**REQUIRED ACTION**
Starting with the first line below, reproduce each line exactly until you have included the one bearing "fn store_profile(&self, profile: &RawProfile) -> Result<()>;".

Collected data
-- Opening Marker --
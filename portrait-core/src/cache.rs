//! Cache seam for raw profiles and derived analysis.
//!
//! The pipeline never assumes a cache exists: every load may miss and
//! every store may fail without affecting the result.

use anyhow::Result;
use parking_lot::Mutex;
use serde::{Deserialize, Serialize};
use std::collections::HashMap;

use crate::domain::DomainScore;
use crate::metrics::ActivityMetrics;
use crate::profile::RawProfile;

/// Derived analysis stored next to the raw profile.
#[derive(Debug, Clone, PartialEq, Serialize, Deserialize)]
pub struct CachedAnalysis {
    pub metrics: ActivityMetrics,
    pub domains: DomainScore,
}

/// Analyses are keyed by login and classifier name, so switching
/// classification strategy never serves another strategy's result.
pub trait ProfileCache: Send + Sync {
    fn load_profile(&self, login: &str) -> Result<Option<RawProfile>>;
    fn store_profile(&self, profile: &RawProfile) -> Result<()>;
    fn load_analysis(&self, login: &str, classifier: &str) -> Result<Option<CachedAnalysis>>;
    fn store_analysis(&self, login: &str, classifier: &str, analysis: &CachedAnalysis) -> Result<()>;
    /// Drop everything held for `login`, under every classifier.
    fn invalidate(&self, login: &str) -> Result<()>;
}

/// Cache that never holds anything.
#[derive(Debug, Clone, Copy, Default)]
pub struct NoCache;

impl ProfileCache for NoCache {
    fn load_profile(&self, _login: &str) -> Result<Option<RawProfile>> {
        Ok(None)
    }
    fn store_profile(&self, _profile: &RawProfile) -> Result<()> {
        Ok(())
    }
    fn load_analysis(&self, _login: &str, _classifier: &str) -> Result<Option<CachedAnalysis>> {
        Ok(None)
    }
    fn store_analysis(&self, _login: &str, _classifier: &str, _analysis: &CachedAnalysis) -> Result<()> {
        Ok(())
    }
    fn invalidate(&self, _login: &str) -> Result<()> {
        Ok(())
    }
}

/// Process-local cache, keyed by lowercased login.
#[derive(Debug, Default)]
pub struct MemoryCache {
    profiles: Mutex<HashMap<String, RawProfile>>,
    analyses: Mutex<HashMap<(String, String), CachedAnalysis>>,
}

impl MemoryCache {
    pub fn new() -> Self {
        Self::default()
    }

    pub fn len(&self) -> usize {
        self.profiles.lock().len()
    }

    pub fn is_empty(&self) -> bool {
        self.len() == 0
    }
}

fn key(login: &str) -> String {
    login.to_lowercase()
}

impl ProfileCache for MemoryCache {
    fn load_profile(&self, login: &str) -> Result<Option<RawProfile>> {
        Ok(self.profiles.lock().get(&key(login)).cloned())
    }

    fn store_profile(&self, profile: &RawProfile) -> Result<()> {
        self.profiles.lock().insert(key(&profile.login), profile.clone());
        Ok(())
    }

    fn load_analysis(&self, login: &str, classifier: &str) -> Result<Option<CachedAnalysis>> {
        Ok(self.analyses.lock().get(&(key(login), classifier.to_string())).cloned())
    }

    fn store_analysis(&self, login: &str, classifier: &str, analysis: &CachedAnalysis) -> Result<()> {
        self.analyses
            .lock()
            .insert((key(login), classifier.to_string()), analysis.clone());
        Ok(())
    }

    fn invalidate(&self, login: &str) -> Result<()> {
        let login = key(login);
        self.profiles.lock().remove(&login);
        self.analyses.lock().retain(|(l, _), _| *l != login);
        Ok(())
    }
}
-- Closing Marker --
**RESPONSE TO THIS TASK**
filename portrait-core/src/cache.rs
//! Cache seam for raw profiles and derived analysis.
//!
//! The pipeline never assumes a cache exists: every load may miss and
//! every store may fail without affecting the result.

use anyhow::Result;
use parking_lot::Mutex;
use serde::{Deserialize, Serialize};
use std::collections::HashMap;

use crate::domain::DomainScore;
use crate::metrics::ActivityMetrics;
use crate::profile::RawProfile;

/// Derived analysis stored next to the raw profile.
#[derive(Debug, Clone, PartialEq, Serialize, Deserialize)]
pub struct CachedAnalysis {
    pub metrics: ActivityMetrics,
    pub domains: DomainScore,
}

/// Analyses are keyed by login and classifier name, so switching
/// classification strategy never serves another strategy's result.
pub trait ProfileCache: Send + Sync {
    fn load_profile(&self, login: &str) -> Result<Option<RawProfile>>;
    fn store_profile(&self, profile: &RawProfile) -> Result<()>;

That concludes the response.